## About this task
Within the data below, find the string "only" and return each line where it occurs.

[Stored data]
== Segment start ==

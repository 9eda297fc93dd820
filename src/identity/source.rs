use async_trait::async_trait;
use reqwest::Client;

use crate::config::CollectorConfig;
use crate::error::IdentityError;

/// Raw answer from the identity endpoint. Interpreting it is the resolver's job.
#[derive(Debug, Clone, PartialEq, Eq)]
pub struct HttpReply {
    pub status: u16,
    pub body: String,
}

impl HttpReply {
    pub fn new(status: u16, body: impl Into<String>) -> Self {
        Self {
            status,
            body: body.into(),
        }
    }

    pub fn is_success(&self) -> bool {
        (200..300).contains(&self.status)
    }
}

/// Something that can be asked "who is the current user".
#[async_trait]
pub trait IdentitySource: Send + Sync {
    /// One attempt. `Err` only for transport-level failure; any HTTP status
    /// comes back as `Ok`.
    async fn fetch(&self) -> Result<HttpReply, IdentityError>;
}

/// Asks the hub's user endpoint over HTTP.
#[derive(Clone)]
pub struct HubIdentitySource {
    client: Client,
    url: String,
    api_token: Option<String>,
}

impl HubIdentitySource {
    pub fn new(config: &CollectorConfig) -> Self {
        Self {
            client: Client::builder()
                .timeout(config.timeout)
                .build()
                .unwrap_or_else(|_| Client::new()),
            url: config.user_endpoint(),
            api_token: config.api_token.clone(),
        }
    }

    pub fn url(&self) -> &str {
        &self.url
    }
}

#[async_trait]
impl IdentitySource for HubIdentitySource {
    async fn fetch(&self) -> Result<HttpReply, IdentityError> {
        let mut request = self.client.get(&self.url);
        // Credentials only ever go to the configured origin.
        if let Some(token) = &self.api_token {
            request = request.header(reqwest::header::AUTHORIZATION, format!("token {}", token));
        }

        let response = request.send().await?;
        let status = response.status().as_u16();
        let body = response.text().await?;
        Ok(HttpReply { status, body })
    }
}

== Segment end ==

## Finished task
    /// One attempt. `Err` only for transport-level failure; any HTTP status
        // Credentials only ever go to the configured origin.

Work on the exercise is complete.